Desmond O’Neill: Anthropology, ageing, and medicine

Desmond O'NeillThe Meeting Room of the Royal Irish Academy is one of the hidden gems of academic architecture in Dublin, a city belatedly recognising the richness of its Victorian heritage (1). Behind a discreet red-brick façade on a busy street in central Dublin, the prelude to the experience is by way of a hushed procession through an active working library.

We then enter a chamber over two stories in height, the book-lined walls graced by an elegant iron balcony, and Victorian light-fittings perfectly complementing the vaulted ceiling. Modelled on the Great Hall of Euston Station in London which was demolished in 1962 but more modest in scale—a maximum of 120 participants—we feel we have entered a haven of reflectivity in contrast to the hectic pace of city life outside. This in turn is usually tempered by eye-catching posters relating to the current exhibition, reflecting the mission of the Academy to make advances in research in the sciences and the humanities accessible to the Irish public.

No matter how many times I have participated in colloquia in this chamber, at each visit I continue to be delighted by its restrained theatricality and sense of a vibrant and active academic tradition.

My most recent visit was as a panelist to respond to a presentation last week by a pre-eminent European thinker, Christoph Wulf, of the Freie Universität Berlin, on Emotionality and the Human—An Anthropological Perspective. Wulf, a professor of anthropology and education, has developed an extraordinarily wide-ranging platform of research and reflection on how anthropology helps us to understand many aspects of the human condition, with a significant focus on rethinking what are the components of anthropology, as well as how a global perspective adds both complexity and clarity.

I was daunted at the prospect of responding, not only because I felt very much at the extremes of my competencies, but also because no advance copy of his talk was circulated, so we were truly responding in real-time. In addition, formal anthropology has a very low profile in Ireland, perhaps because a strong literary tradition has traditionally subsumed some elements of the discipline.

However, comforted by the range of expertise of my fellow panelists (a professor of English literature whose specialism was James Joyce, a lecturer in computer science and informatics, and a physicist/poet) as well as expert chairs (a professor of philosophy and a lecturer in German and English), and also by Nietzsche and Adorno’s positivity towards the concept of dilettantism, I sallied forth.
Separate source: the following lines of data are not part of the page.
//! Configuration error types.

/// Configuration error with source location.
///
/// Raised for missing credentials or an unusable config file. Fatal at
/// startup only; once the agent is running no configuration is re-read.
#[derive(Debug, Clone, derive_more::Display, derive_more::Error)]
#[display("Configuration Error: {} at line {} in {}", message, line, file)]
pub struct ConfigError {
    /// Error message
    pub message: String,
    /// Line number where the error occurred
    pub line: u32,
    /// File where the error occurred
    pub file: &'static str,
}

impl ConfigError {
    /// Create a new ConfigError with the given message at the current location.
    ///
    /// # Examples
    ///
    /// ```
    /// use penna_error::ConfigError;
    ///
    /// let err = ConfigError::new("PERPLEXITY_API_KEY not set");
    /// assert!(err.message.contains("PERPLEXITY_API_KEY"));
    /// ```
    #[track_caller]
    pub fn new(message: impl Into<String>) -> Self {
        let location = std::panic::Location::caller();
        Self {
            message: message.into(),
            line: location.line(),
            file: location.file(),
        }
    }
}
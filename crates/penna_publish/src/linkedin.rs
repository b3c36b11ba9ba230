//! LinkedIn short-form publishing.

use crate::PublishTarget;
use async_trait::async_trait;
use penna_core::{GeneratedContent, Platform, trim_to_limit};
use penna_error::{PublishError, PublishErrorKind};
use reqwest::Client;
use serde_json::json;
use std::time::Duration;
use tracing::{error, info, instrument, warn};

const DEFAULT_BASE_URL: &str = "https://api.linkedin.com";
const REQUEST_TIMEOUT_SECS: u64 = 30;
/// LinkedIn's defined success status for ugcPosts.
const SUCCESS_STATUS: u16 = 201;

/// Publishes short-form posts through the LinkedIn ugcPosts API.
///
/// Re-validates the hard length ceiling with an emergency trim just before
/// submission, as defense in depth against any drift upstream of the
/// dispatcher. Success is exactly HTTP 201; every other outcome is logged
/// with the response body and reported as a failed publish.
pub struct LinkedInPublisher {
    client: Client,
    access_token: String,
    person_urn: String,
    max_length: usize,
    base_url: String,
}

impl LinkedInPublisher {
    /// Creates a new LinkedIn publisher.
    ///
    /// # Arguments
    ///
    /// * `access_token` - OAuth bearer token
    /// * `person_urn` - Author identity URN (e.g., "urn:li:person:...")
    /// * `max_length` - Hard character ceiling for a post
    pub fn new(
        access_token: impl Into<String>,
        person_urn: impl Into<String>,
        max_length: usize,
    ) -> Self {
        Self {
            client: Client::new(),
            access_token: access_token.into(),
            person_urn: person_urn.into(),
            max_length,
            base_url: DEFAULT_BASE_URL.to_string(),
        }
    }

    /// Overrides the API base URL.
    pub fn with_base_url(mut self, base_url: impl Into<String>) -> Self {
        self.base_url = base_url.into();
        self
    }

    /// Applies the emergency trim if the text drifted over the ceiling.
    fn enforce_limit(&self, text: &str) -> String {
        if text.chars().count() <= self.max_length {
            return text.to_string();
        }
        warn!(
            length = text.chars().count(),
            max_length = self.max_length,
            "Post exceeds ceiling at publish time, applying emergency trim"
        );
        trim_to_limit(text, self.max_length)
    }

    async fn submit(&self, text: &str) -> Result<(), PublishError> {
        let url = format!("{}/v2/ugcPosts", self.base_url);
        let payload = json!({
            "author": self.person_urn,
            "lifecycleState": "PUBLISHED",
            "specificContent": {
                "com.linkedin.ugc.ShareContent": {
                    "shareCommentary": {
                        "text": text
                    },
                    "shareMediaCategory": "NONE"
                }
            },
            "visibility": {
                "com.linkedin.ugc.MemberNetworkVisibility": "PUBLIC"
            }
        });

        let response = self
            .client
            .post(&url)
            .bearer_auth(&self.access_token)
            .header("X-Restli-Protocol-Version", "2.0.0")
            .timeout(Duration::from_secs(REQUEST_TIMEOUT_SECS))
            .json(&payload)
            .send()
            .await
            .map_err(|e| PublishError::new(PublishErrorKind::Http(e.to_string())))?;

        let status = response.status().as_u16();
        if status != SUCCESS_STATUS {
            let body = response.text().await.unwrap_or_default();
            return Err(PublishError::new(PublishErrorKind::Upstream {
                status,
                body,
            }));
        }
        Ok(())
    }
}

#[async_trait]
impl PublishTarget for LinkedInPublisher {
    fn platform(&self) -> Platform {
        Platform::LinkedIn
    }

    #[instrument(skip(self, content), fields(title = %content.title))]
    async fn publish(&self, content: &GeneratedContent) -> bool {
        let text = self.enforce_limit(&content.content);
        let preview: String = text.chars().take(150).collect();
        info!(
            length = text.chars().count(),
            preview = %preview,
            "Posting to LinkedIn"
        );

        match self.submit(&text).await {
            Ok(()) => {
                info!("Successfully posted to LinkedIn");
                true
            }
            Err(e) => {
                error!(error = %e, "LinkedIn publish failed");
                false
            }
        }
    }
}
It was not only a highly stimulating intellectual experience but also one which reinforced the sense of the strong linkages between medicine, science, and the humanities, consistent with the philosophy of the Alexander von Humboldt Association of Ireland, under whose auspices the meeting was organised.

The content of Wulf’s discourse, delivered with charm and humanity, not only covered the major forms of anthropology—evolutionary, philosophical, historical, cultural, social, and integrative—but also the evolving process of reflectivity and criticism of culture and techniques of anthropology itself, and in particular the balance between evolving from Eurocentric tradition while preserving the cumulative gains from centuries of research.
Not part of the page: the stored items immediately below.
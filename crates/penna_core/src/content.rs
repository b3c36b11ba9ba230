//! Finalized generated content.

use crate::Platform;
use chrono::Local;
use serde::{Deserialize, Serialize};

/// A finished piece of content, ready for backup and publishing.
///
/// Invariant: `character_count` equals the char length of `content`, and
/// trimming has already been applied by the generator, so the count never
/// exceeds the platform ceiling. The object is never mutated after
/// construction.
///
/// # Examples
///
/// ```
/// use penna_core::{GeneratedContent, Platform};
///
/// let content = GeneratedContent::new(
///     "agent reliability",
///     "Why Agents Fail",
///     "Last week our agent fell over. Here's what we learned.",
///     Platform::LinkedIn,
/// );
/// assert_eq!(content.character_count, content.content.chars().count());
/// ```
#[derive(Debug, Clone, PartialEq, Eq, Serialize, Deserialize)]
pub struct GeneratedContent {
    /// Topic the content was generated from
    pub topic: String,
    /// Cleaned title (first line of the generated text, or the topic)
    pub title: String,
    /// Full text body, already trimmed to the platform ceiling
    pub content: String,
    /// Target platform
    pub platform: Platform,
    /// ISO-8601 generation timestamp
    pub generated_at: String,
    /// Character count of `content`
    pub character_count: usize,
}

impl GeneratedContent {
    /// Create a finalized content object stamped with the current time.
    ///
    /// The character count is derived from the body, never supplied.
    pub fn new(
        topic: impl Into<String>,
        title: impl Into<String>,
        content: impl Into<String>,
        platform: Platform,
    ) -> Self {
        let content = content.into();
        let character_count = content.chars().count();
        Self {
            topic: topic.into(),
            title: title.into(),
            content,
            platform,
            generated_at: Local::now().to_rfc3339(),
            character_count,
        }
    }
}
//! History records for topic deduplication.

use chrono::Local;
use serde::{Deserialize, Serialize};

/// One published-content record in the rolling history.
///
/// Immutable once written. The history collection is ordered oldest-first
/// and capped; eviction is handled by the store, not by the entry.
///
/// # Examples
///
/// ```
/// use penna_core::HistoryEntry;
///
/// let entry = HistoryEntry::new("Why Agents Fail", "agent reliability");
/// assert_eq!(entry.title, "Why Agents Fail");
/// assert!(!entry.timestamp.is_empty());
/// ```
#[derive(Debug, Clone, PartialEq, Eq, Serialize, Deserialize)]
pub struct HistoryEntry {
    /// ISO-8601 creation timestamp
    pub timestamp: String,
    /// Cleaned title of the published content
    pub title: String,
    /// Topic string the content was generated from
    pub topic: String,
}

impl HistoryEntry {
    /// Create an entry stamped with the current local time.
    pub fn new(title: impl Into<String>, topic: impl Into<String>) -> Self {
        Self {
            timestamp: Local::now().to_rfc3339(),
            title: title.into(),
            topic: topic.into(),
        }
    }
}
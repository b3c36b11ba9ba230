//! History store persistence and eviction tests.

use penna_agent::{HISTORY_CAP, HistoryStore};
use penna_core::HistoryEntry;
use tempfile::tempdir;

#[test]
fn history_caps_at_fifty_with_fifo_eviction() {
    let dir = tempdir().unwrap();
    let path = dir.path().join("history.json");
    let mut store = HistoryStore::load(&path);

    for i in 0..60 {
        store
            .append(HistoryEntry::new(format!("title {i}"), format!("topic {i}")))
            .unwrap();
    }

    assert_eq!(store.len(), HISTORY_CAP);
    // The oldest ten were evicted in order.
    assert_eq!(store.entries()[0].topic, "topic 10");
    assert_eq!(store.entries()[HISTORY_CAP - 1].topic, "topic 59");
}

#[test]
fn appended_entries_survive_a_reload() {
    let dir = tempdir().unwrap();
    let path = dir.path().join("history.json");

    let mut store = HistoryStore::load(&path);
    store
        .append(HistoryEntry::new("Why Agents Fail", "agent reliability"))
        .unwrap();
    store
        .append(HistoryEntry::new("On Evals", "evaluation design"))
        .unwrap();
    drop(store);

    let reloaded = HistoryStore::load(&path);
    assert_eq!(reloaded.len(), 2);
    assert_eq!(reloaded.entries()[0].title, "Why Agents Fail");
    assert_eq!(reloaded.entries()[1].topic, "evaluation design");
}

#[test]
fn recent_topics_returns_newest_n_oldest_first() {
    let dir = tempdir().unwrap();
    let mut store = HistoryStore::load(dir.path().join("history.json"));

    for i in 0..15 {
        store
            .append(HistoryEntry::new(format!("title {i}"), format!("topic {i}")))
            .unwrap();
    }

    let recent = store.recent_topics(10);
    assert_eq!(recent.len(), 10);
    assert_eq!(recent.first().unwrap(), "topic 5");
    assert_eq!(recent.last().unwrap(), "topic 14");
}

#[test]
fn corrupt_history_file_starts_fresh() {
    let dir = tempdir().unwrap();
    let path = dir.path().join("history.json");
    std::fs::write(&path, "not json at all").unwrap();

    let store = HistoryStore::load(&path);
    assert!(store.is_empty());
}

#[test]
fn missing_history_file_starts_fresh() {
    let dir = tempdir().unwrap();
    let store = HistoryStore::load(dir.path().join("does_not_exist.json"));
    assert!(store.is_empty());
}
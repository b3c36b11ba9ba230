//! Penna binary.
//!
//! Loads configuration and credentials, wires the cycle pipeline together,
//! runs one cycle immediately, then repeats on the configured interval.
//! Cycles never overlap: the scheduler awaits each cycle to completion
//! before considering the next.

use clap::Parser;
use penna_agent::{
    AgentConfig, BackupWriter, ContentGenerator, Credentials, CycleOrchestrator, HistoryStore,
    Researcher, TopicSelector,
};
use penna_client::CompletionClient;
use penna_core::Platform;
use penna_publish::{LinkedInPublisher, MediumPublisher, PublishDispatcher};
use std::sync::Arc;
use std::time::Duration;
use tracing::{info, warn};

#[derive(Parser)]
#[command(
    name = "penna",
    about = "Autonomous content generation and publishing agent"
)]
struct Cli {
    /// Path to the agent configuration file
    #[arg(short, long, default_value = "config/penna.toml")]
    config: std::path::PathBuf,

    /// Run a single cycle and exit
    #[arg(long)]
    once: bool,

    /// Enable debug logging
    #[arg(short, long)]
    verbose: bool,
}

#[tokio::main]
async fn main() -> Result<(), Box<dyn std::error::Error>> {
    dotenvy::dotenv().ok();
    let cli = Cli::parse();

    penna::telemetry::init(cli.verbose);

    let config = AgentConfig::from_file(&cli.config)?;
    let credentials = Credentials::from_env()?;
    info!(config = %cli.config.display(), "Penna agent starting");

    let mut orchestrator = build_orchestrator(&config, &credentials)?;

    // Run immediately on startup, then on the configured cadence.
    info!("Running initial content generation cycle");
    orchestrator.run_cycle().await;

    if cli.once {
        return Ok(());
    }

    let period = Duration::from_secs(config.agent.post_interval_hours * 3600);
    info!(
        interval_hours = config.agent.post_interval_hours,
        "Agent running continuously"
    );

    let mut ticker = tokio::time::interval(period);
    ticker.set_missed_tick_behavior(tokio::time::MissedTickBehavior::Delay);
    // The first tick of an interval fires immediately; the startup cycle
    // already covered it.
    ticker.tick().await;

    loop {
        ticker.tick().await;
        orchestrator.run_cycle().await;
    }
}

/// Wire the cycle pipeline from configuration and credentials.
fn build_orchestrator(
    config: &AgentConfig,
    credentials: &Credentials,
) -> Result<CycleOrchestrator<CompletionClient>, Box<dyn std::error::Error>> {
    let driver = Arc::new(CompletionClient::new(
        credentials.completion_api_key.clone(),
        config.api.model.clone(),
    ));

    let researcher = Researcher::new(
        Arc::clone(&driver),
        config.research.topics.clone(),
        config.research.queries_per_cycle,
    );
    let selector = TopicSelector::new(Arc::clone(&driver));
    let generator = ContentGenerator::new(
        Arc::clone(&driver),
        config.limits,
        config.guidelines.avoid_phrases.clone(),
        config.api.max_tokens,
    );

    let mut dispatcher = PublishDispatcher::new();
    if config.platform_enabled(Platform::LinkedIn) {
        match (
            &credentials.linkedin_access_token,
            &credentials.linkedin_person_urn,
        ) {
            (Some(token), Some(urn)) => {
                dispatcher.register(Box::new(LinkedInPublisher::new(
                    token.clone(),
                    urn.clone(),
                    config.limits.max_length(Platform::LinkedIn),
                )));
            }
            _ => warn!("LinkedIn enabled but credentials missing, short-form posts will fail"),
        }
    }
    if config.platform_enabled(Platform::Medium) {
        dispatcher.register(Box::new(MediumPublisher::new(
            credentials.medium_integration_token.clone(),
        )));
    }

    let backup = BackupWriter::new(&config.agent.content_dir)?;
    let history = HistoryStore::load(config.history_path());
    let long_form_enabled = config.platform_enabled(Platform::Medium);

    Ok(CycleOrchestrator::new(
        researcher,
        selector,
        generator,
        dispatcher,
        backup,
        history,
        long_form_enabled,
    ))
}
In a lively panel and audience discussion, one of the most participative I have witnessed, the key items for discussion revolved around approaches to complexity, and the importance of avoiding premature closure on complex concepts through simplistic terminology and paradigms.

From an ageing and age-related disease perspective, the colloquium provided rich material for reflection on ethnographic approaches to a better understanding of each. For example, the process of emotional regulation throughout the life course can be seen as the development towards a greater, and more subtle, mastery of our interaction with our emotions (2), one of the gains of ageing into later life. Indeed, the past is a foreign country!

The ethnography of dementia provided two avenues of exploration, in the first instance Kitwood’s ground-breaking work on recognizing the dementia experience as a separate but related ethnographic phenomenon (3), which has led to a revolution in our understanding and recognition of the subjective experience of dementia.

The greatest resonance for me with Professor Wulf’s overview of the gains of intercultural anthropology was surely with the extraordinary work of the 10/66 consortium on rethinking what Alzheimer’s disease means in various cultures, from the Peruvian altiplano through the tropics of Africa to north-western Europe. The evolving research of this group has allowed us to prise Alzheimer’s disease from the tight grasp of simplistic mechanical models to a broader vision from which we can all benefit.

With hindsight, I regret that I did not circulate an invitation to the seminar among the medical staff and students in our university, because many would have enjoyed and learnt much relevant to the human condition from the afternoon. As ever, we can all benefit from getting out more!

1.    Barry M. Victorian Dublin Revealed, the remarkable legacy of 19th century Dublin http://www.andalus.ie/victorian.html . Dublin, Andalus Press, 2011.
2.    Charles ST, Carstensen LL. Emotion regulation and aging. In Gross JJ (ed), Handbook of emotion regulation. New York, Guilford Press, 2009, 307-330.
3.    Kitwood T. Dementia reconsidered: the person comes first. Milton Keynes, Open University Press, 1997.

Desmond O’Neill is a consultant physician in geriatric and stroke medicine in Dublin, and an immediate past president of the European Union Geriatric Medicine Society.